§ **TASK DESCRIPTION**
From the records below, copy out exactly the lines from the one containing "if bits.len() < HEADER_BITS" to the one containing "let header = HeaderBits(read_bits(&bits[..HEADER_BITS]));", both included. Add nothing else.

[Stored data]
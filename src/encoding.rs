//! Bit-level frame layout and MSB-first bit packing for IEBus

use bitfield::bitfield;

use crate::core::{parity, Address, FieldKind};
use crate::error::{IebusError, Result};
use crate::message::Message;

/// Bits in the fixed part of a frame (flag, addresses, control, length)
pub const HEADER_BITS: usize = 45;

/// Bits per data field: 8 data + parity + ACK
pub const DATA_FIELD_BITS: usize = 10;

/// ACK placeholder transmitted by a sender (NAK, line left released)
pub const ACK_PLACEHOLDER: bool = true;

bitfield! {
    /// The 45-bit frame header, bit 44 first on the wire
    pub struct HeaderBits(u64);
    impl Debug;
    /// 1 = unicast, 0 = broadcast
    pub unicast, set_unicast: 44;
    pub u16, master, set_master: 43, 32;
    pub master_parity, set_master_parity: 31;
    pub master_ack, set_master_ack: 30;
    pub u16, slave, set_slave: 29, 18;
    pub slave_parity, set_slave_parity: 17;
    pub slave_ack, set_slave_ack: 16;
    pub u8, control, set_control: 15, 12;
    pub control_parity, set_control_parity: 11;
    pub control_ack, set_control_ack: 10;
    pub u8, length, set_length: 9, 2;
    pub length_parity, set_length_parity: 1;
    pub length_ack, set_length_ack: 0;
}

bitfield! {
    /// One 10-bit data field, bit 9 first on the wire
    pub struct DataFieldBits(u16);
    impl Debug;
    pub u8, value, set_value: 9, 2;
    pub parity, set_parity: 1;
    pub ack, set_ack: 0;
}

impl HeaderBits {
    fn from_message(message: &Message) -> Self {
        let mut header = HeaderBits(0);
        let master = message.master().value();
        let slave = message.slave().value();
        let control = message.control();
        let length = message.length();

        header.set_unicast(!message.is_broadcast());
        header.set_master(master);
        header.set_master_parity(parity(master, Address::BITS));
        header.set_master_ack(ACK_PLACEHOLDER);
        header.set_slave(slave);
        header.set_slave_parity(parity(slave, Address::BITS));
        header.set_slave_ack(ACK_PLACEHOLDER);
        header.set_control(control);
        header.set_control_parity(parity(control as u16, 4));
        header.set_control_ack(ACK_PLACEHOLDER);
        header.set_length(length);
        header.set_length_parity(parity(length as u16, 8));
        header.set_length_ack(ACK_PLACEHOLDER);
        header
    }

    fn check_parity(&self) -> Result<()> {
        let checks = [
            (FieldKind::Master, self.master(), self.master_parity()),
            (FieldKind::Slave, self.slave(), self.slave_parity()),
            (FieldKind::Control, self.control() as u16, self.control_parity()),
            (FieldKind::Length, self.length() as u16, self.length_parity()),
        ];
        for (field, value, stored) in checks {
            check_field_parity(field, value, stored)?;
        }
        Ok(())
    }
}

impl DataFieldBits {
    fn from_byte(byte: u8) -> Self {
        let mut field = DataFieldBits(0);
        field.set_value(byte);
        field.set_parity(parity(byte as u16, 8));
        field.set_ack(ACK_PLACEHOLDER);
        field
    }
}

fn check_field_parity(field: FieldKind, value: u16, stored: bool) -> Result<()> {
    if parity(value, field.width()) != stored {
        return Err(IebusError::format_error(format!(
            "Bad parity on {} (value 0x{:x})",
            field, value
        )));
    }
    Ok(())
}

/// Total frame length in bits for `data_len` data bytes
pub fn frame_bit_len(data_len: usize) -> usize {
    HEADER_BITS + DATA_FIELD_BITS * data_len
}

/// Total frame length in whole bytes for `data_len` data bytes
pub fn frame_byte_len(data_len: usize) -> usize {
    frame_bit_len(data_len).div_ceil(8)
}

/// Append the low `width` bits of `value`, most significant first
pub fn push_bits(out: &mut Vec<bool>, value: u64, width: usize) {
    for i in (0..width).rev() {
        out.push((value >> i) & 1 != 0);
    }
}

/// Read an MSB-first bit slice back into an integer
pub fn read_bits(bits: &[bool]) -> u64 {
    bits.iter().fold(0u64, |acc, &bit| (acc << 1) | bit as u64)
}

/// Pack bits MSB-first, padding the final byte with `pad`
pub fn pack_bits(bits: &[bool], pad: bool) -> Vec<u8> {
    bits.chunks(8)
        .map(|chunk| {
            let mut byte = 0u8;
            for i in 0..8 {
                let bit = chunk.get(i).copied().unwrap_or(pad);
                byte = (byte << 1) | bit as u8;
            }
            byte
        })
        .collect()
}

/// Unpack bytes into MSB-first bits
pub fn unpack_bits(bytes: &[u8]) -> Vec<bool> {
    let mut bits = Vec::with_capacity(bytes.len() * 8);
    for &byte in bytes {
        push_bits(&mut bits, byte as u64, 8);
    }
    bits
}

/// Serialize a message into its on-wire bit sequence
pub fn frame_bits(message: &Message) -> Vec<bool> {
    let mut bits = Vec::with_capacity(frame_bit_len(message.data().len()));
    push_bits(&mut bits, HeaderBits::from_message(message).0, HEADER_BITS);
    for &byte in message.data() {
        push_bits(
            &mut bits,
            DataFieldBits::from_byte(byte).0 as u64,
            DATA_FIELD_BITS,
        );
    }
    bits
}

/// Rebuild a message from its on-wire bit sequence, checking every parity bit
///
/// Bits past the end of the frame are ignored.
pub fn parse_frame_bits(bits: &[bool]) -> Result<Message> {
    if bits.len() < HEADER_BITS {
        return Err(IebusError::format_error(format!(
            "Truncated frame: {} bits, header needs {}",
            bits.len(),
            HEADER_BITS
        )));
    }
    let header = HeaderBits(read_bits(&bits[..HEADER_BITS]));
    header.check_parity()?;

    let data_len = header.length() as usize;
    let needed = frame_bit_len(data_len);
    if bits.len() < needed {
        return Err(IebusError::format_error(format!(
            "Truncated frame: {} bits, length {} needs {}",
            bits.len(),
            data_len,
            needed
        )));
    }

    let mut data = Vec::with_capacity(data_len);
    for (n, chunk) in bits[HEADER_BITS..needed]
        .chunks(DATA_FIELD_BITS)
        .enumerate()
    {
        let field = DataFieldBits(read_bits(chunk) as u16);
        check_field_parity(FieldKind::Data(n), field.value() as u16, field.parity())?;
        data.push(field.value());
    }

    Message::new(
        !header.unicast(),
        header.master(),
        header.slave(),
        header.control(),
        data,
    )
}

---

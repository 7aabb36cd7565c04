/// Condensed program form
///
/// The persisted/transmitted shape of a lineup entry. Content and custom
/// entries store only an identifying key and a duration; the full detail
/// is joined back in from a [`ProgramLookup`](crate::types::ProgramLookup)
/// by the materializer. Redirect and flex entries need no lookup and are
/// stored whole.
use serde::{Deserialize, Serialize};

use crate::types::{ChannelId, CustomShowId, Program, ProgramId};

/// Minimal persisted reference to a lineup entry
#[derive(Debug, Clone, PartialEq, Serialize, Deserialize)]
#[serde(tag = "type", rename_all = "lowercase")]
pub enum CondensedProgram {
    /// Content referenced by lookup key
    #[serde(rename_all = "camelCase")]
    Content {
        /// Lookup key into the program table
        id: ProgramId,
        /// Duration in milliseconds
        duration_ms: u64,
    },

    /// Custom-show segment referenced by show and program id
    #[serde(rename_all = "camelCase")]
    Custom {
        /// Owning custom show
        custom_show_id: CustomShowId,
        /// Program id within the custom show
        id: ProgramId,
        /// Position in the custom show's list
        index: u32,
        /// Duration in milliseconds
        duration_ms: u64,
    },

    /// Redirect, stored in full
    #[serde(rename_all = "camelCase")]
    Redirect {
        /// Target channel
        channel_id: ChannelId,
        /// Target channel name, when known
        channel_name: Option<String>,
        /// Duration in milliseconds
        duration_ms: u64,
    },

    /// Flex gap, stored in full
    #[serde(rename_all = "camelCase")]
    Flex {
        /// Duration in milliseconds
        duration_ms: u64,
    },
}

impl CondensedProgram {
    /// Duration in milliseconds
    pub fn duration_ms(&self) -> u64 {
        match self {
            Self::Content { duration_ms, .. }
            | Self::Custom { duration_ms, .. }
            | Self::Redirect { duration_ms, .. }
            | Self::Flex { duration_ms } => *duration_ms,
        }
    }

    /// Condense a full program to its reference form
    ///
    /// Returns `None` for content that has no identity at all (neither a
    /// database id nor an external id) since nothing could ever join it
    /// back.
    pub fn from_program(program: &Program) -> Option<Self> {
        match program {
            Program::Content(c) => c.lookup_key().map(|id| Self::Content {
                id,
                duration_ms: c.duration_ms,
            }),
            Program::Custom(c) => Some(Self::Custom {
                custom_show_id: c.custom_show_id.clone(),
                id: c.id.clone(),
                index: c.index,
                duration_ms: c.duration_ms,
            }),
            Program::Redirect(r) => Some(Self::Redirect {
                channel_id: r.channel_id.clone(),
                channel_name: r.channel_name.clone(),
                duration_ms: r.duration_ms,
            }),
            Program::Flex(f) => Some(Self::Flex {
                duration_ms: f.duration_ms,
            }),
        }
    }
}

§ **SOLUTION BELOW**
    if bits.len() < HEADER_BITS {
        return Err(IebusError::format_error(format!(
            "Truncated frame: {} bits, header needs {}",
            bits.len(),
            HEADER_BITS
        )));
    }
    let header = HeaderBits(read_bits(&bits[..HEADER_BITS]));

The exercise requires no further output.